NRC to help boost innovation in Canada's mining sector
- Ottawa, Ontario
Since 1995, the second Monday of May has been designated as the beginning of National Mining Week in Canada. This year, we mark the week of May 12‑17, with a commentary from Andy Reynolds, NRC's General Manager, Energy, Mining and Environment.
Much has been said lately about the need for an innovation boost in the mining industry, including calls to action from many key figures within the industry. Mining is a capital-intensive business that has plenty of risk in its operations already, without adding unproven technology to the mix. So there is broad agreement that few technology advances in recent decades have been embraced by the sector. But simply accelerating technology adoption is not the step change the industry is looking for.
Canadian miners are facing new challenges throughout their extensive worldwide operations, including tighter environmental regulations and lower-grade ores. They need more-productive mining systems with strong, credible social and environmental performance. Technology development can help address these challenges, but with a highly fragmented Canadian R&D supplier base, miners struggle to find partners with the critical mass to drive the business improvements they need. That's why the National Research Council has refocused its capabilities into tightly-defined industry-facing programs. As Canada's national Research and Technology Organization (RTO), NRC can bring immense capacity to bear on the most pressing problems. Through thorough industry engagement, we have identified program goals that will take years of sustained effort to achieve. Critically, these goals are defined in terms of impact on the industry and benefit to Canada, and are the basis of NRC's internal business cases for investment in its unique capabilities for research, technology development, and specialized testing.
NRC's High Efficiency Mining program targets the cost of mining operations to increase the reserves of lower-grade ores while maintaining competitiveness. By working with industry stakeholders, we will develop advanced sensors, process controls and diagnostics to improve mining system efficiency; combining these delivrables with improvements to equipment durability, we will enable a significant reduction in maintenance, repair and overhaul costs to be demonstrated.

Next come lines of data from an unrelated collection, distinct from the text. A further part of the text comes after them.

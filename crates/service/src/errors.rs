use media::MediaError;
use thiserror::Error;

#[derive(Debug, Error)]
pub enum ServiceError {
    #[error("validation error: {0}")]
    Validation(String),
    #[error("not found: {0}")]
    NotFound(String),
    #[error("storage error: {0}")]
    Storage(String),
    #[error("configuration error: {0}")]
    Config(String),
    #[error("upstream error: {0}")]
    Upstream(String),
    #[error(transparent)]
    Media(#[from] MediaError),
}

impl ServiceError {
    pub fn not_found(entity: &str) -> Self { Self::NotFound(format!("{} not found", entity)) }

    /// Whether the caller sent something unusable (as opposed to a server fault).
    pub fn is_client_error(&self) -> bool {
        match self {
            ServiceError::Validation(_) | ServiceError::NotFound(_) => true,
            ServiceError::Media(e) => !matches!(e, MediaError::InvalidRule(_)),
            _ => false,
        }
    }
}
//! Media identifier resolution and Cloudinary delivery.
//!
//! Pure, synchronous building blocks: legacy placeholder ids are rewritten to
//! canonical Cloudinary public ids, transformations are rendered in
//! Cloudinary syntax and public ids are grouped into a site folder tree.
//! Nothing here touches the network or the filesystem.

pub mod errors;
pub mod kind;
pub mod normalize;
pub mod scheme;
pub mod resolver;
pub mod transform;
pub mod delivery;
pub mod tree;

pub use delivery::DeliveryUrlBuilder;
pub use errors::MediaError;
pub use kind::ResourceType;
pub use resolver::{ResolvedMedia, Resolver};
pub use scheme::{IdScheme, PrefixRule, RuleSet};
pub use transform::{Crop, Format, Gravity, Quality, TransformParams, Transformation};
pub use tree::{AssetEntry, AssetLeaf, SiteNode, SiteTree};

This focused seven-year effort will be part of the step change miners are looking for. Its unparalleled scale allows us to work with entire equipment supply chains – including other R&D suppliers, EPC contractors and equipment suppliers – to ensure that "pilot and forget" is replaced by "demonstrate, integrate, manufacture and deploy" for the long haul.

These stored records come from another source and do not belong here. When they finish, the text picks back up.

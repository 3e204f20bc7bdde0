use std::{future::Future, net::SocketAddr, sync::Arc, time::Duration};

use axum::Router;
use common::env::data_path;
use configs::{AppConfig, AssetSourceKind};
use media::{DeliveryUrlBuilder, Resolver};
use service::{
    assets::{AssetSource, ManifestSource},
    cloudinary::CloudinaryClient,
    file::{admin_key_store::AdminKeyStore, override_store::OverrideStore},
    media_service::MediaService,
    site_structure::SiteStructureService,
};
use tower_http::cors::CorsLayer;
use tracing::{info, warn};

use crate::errors::StartupError;
use crate::routes;
use crate::state::ServerState;

fn build_cors() -> CorsLayer {
    CorsLayer::very_permissive()
}

fn bind_addr(cfg: &AppConfig) -> Result<SocketAddr, StartupError> {
    format!("{}:{}", cfg.server.host, cfg.server.port)
        .parse()
        .map_err(|e| StartupError::InvalidConfig(format!("bind address: {e}")))
}

/// Wire stores, resolver and asset source from an already validated config.
pub async fn build_state(cfg: &AppConfig) -> Result<ServerState, StartupError> {
    let data_dir = cfg.storage.data_dir.as_str();
    let rules = cfg.media.rule_set()?;
    let presets = cfg.media.parsed_presets()?;

    let root = rules.root().to_string();
    let mut resolver = Resolver::new(rules);
    if let Some(host) = &cfg.cloudinary.cdn_host {
        resolver = resolver.with_delivery_host(host.clone());
    }

    let overrides = OverrideStore::new(data_path(data_dir, &cfg.storage.overrides_file), resolver.clone()).await?;
    let admin_keys = AdminKeyStore::new(data_path(data_dir, &cfg.storage.admin_keys_file)).await?;
    match cfg.admin.bootstrap_key.as_deref() {
        Some(key) => admin_keys.seed_bootstrap(key).await?,
        None if admin_keys.list().await.is_empty() => {
            warn!("no admin keys configured; admin routes will reject every request")
        }
        None => {}
    }

    let urls = DeliveryUrlBuilder::new(cfg.cloudinary.cloud_name.clone())
        .secure(cfg.cloudinary.secure)
        .cdn_host(cfg.cloudinary.cdn_host.clone());
    let media = MediaService::new(
        resolver,
        urls,
        presets,
        cfg.media.srcset_widths.clone(),
        overrides.clone(),
    );

    let source: Arc<dyn AssetSource> = match cfg.site_structure.source {
        AssetSourceKind::Cloudinary => Arc::new(CloudinaryClient::from_config(&cfg.cloudinary, &cfg.site_structure)?),
        AssetSourceKind::Manifest => Arc::new(ManifestSource::new(data_path(data_dir, &cfg.storage.manifest_file))),
    };
    let site = SiteStructureService::new(
        source,
        root.clone(),
        Duration::from_secs(cfg.site_structure.cache_ttl_secs),
    );
    info!(
        %root,
        source = site.source_name(),
        cloud = %cfg.cloudinary.cloud_name,
        "media services ready"
    );

    Ok(ServerState {
        media: Arc::new(media),
        site: Arc::new(site),
        overrides,
        admin_keys,
    })
}

pub fn build_app(state: ServerState) -> Router {
    routes::build_router(state, build_cors())
}

/// Serve until Ctrl+C. Logging and `.env` are the caller's job.
pub async fn run(cfg: AppConfig) -> anyhow::Result<()> {
    serve(cfg, async {
        if let Err(e) = tokio::signal::ctrl_c().await {
            warn!(error = %e, "cannot listen for Ctrl+C; serving until killed");
            std::future::pending::<()>().await;
        }
        info!("shutdown signal received");
    })
    .await
}

/// Prepare the data dir, build the app and serve until `shutdown` completes.
pub async fn serve<F>(cfg: AppConfig, shutdown: F) -> anyhow::Result<()>
where
    F: Future<Output = ()> + Send + 'static,
{
    let data_dir = cfg.storage.data_dir.as_str();
    let manifest = data_path(data_dir, &cfg.storage.manifest_file);
    let optional: Vec<&str> = match cfg.site_structure.source {
        AssetSourceKind::Manifest => vec![manifest.as_str()],
        AssetSourceKind::Cloudinary => vec![],
    };
    common::env::ensure_env(data_dir, &optional)
        .await
        .map_err(|e| StartupError::Runtime(e.to_string()))?;

    let state = build_state(&cfg).await?;
    let app = build_app(state);

    let addr = bind_addr(&cfg)?;
    let listener = tokio::net::TcpListener::bind(addr).await?;
    info!(addr = %listener.local_addr()?, "media server listening");
    axum::serve(listener, app).with_graceful_shutdown(shutdown).await?;
    info!("media server stopped");
    Ok(())
}

#[cfg(test)]
mod tests {
    use super::*;

    #[tokio::test]
    async fn serve_stops_on_shutdown_signal() -> anyhow::Result<()> {
        let dir = std::env::temp_dir().join(format!("media-serve-{}", uuid::Uuid::new_v4()));
        let mut cfg = AppConfig::default();
        cfg.cloudinary.cloud_name = "demo".into();
        cfg.storage.data_dir = dir.to_string_lossy().into_owned();
        cfg.normalize_and_validate()?;
        cfg.server.port = 0;

        let (tx, rx) = tokio::sync::oneshot::channel::<()>();
        let handle = tokio::spawn(serve(cfg, async {
            let _ = rx.await;
        }));
        let _ = tx.send(());
        tokio::time::timeout(Duration::from_secs(5), handle).await???;
        assert!(tokio::fs::metadata(&dir).await?.is_dir());
        let _ = tokio::fs::remove_dir_all(&dir).await;
        Ok(())
    }
}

Looking to the future, these changes could be more profound than many expect and lead to a full-scale paradigm shift in the sector. The Canada Mining Innovation Council (CMIC) is working hard to help the industry consolidate its demands for R&D, and smaller R&D providers will need to collaborate much more effectively if they are to meet that demand at scale. But consolidated demand will inevitably lead to shared solutions: we believe that as those solutions become new equipment products integrated into more complex systems, the technology risks will increasingly have to be shared by miners with their EPC and equipment supply chains.
When technology risks are shared with suppliers of equipment and services, new commercial arrangements may be necessary, for example supply chain technology alliances and system integration programs. In other words, not just a step change in innovation, but also a step change in the way innovation is transacted.
The National Research Council is already preparing for this exciting new future. Drawing on our long-standing presence in more advanced industry sectors such as aerospace and automotive, we can foresee many of the challenges ahead. With a clear focus on enabling equipment suppliers to create new innovative products, integrated into efficient future-proof systems, we will help Canadian supply chains evolve into stronger teams with greater risk-bearing capacity and international presence.